Collected data entries
· · · ·
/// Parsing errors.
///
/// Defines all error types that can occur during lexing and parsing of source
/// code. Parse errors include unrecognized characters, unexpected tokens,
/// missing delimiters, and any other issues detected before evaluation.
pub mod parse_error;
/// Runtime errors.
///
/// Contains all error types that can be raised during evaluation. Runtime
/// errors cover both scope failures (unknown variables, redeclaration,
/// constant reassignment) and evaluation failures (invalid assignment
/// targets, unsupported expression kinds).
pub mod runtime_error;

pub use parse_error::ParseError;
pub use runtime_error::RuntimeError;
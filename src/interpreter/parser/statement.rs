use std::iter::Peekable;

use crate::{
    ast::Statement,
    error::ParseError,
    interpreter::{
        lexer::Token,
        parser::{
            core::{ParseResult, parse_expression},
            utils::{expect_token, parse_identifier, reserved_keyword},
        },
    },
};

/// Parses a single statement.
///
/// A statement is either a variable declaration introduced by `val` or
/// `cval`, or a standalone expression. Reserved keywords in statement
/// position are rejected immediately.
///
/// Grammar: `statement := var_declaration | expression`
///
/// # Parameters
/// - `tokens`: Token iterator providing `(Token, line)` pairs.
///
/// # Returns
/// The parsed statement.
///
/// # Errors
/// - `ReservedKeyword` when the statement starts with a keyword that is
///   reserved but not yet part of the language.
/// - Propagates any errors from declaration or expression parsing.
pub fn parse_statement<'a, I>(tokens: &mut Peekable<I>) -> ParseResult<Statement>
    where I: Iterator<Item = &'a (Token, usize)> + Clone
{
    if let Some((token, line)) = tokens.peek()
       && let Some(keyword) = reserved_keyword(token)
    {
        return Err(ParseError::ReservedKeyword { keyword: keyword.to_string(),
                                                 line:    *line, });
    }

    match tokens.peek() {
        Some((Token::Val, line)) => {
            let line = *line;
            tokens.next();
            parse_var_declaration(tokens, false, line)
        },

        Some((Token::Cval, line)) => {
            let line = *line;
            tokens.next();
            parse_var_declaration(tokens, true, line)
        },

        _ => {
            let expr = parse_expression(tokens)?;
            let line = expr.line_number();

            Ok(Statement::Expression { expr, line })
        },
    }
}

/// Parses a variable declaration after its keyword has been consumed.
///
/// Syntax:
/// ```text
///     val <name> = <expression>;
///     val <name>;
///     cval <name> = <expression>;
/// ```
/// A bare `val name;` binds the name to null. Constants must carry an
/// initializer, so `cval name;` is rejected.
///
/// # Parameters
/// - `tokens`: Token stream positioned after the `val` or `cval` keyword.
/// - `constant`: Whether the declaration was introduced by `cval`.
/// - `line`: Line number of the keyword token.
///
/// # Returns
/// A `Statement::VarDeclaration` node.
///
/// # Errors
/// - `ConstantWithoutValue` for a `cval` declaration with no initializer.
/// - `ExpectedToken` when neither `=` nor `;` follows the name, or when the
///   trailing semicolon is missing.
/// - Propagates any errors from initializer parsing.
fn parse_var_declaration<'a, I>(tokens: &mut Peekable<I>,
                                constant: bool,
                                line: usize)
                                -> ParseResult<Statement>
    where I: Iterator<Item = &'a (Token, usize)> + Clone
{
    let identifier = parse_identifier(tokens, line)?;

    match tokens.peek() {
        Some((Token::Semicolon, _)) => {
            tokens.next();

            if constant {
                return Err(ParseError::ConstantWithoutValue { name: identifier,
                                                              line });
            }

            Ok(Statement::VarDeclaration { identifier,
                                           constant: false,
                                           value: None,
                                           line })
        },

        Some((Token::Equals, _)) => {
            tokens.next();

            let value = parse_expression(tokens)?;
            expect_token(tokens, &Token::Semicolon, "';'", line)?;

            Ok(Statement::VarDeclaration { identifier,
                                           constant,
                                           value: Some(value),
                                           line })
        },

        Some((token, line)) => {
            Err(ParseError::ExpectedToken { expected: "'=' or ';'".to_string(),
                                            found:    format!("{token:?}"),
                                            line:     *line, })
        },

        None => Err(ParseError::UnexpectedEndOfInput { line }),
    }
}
· · · ·
Brief —
In the records above, find each line that mentions the word "ExpectedToken", and copy it.

Output for this exercise —
/// - `ExpectedToken` when neither `=` nor `;` follows the name, or when the
            Err(ParseError::ExpectedToken { expected: "'=' or ';'".to_string(),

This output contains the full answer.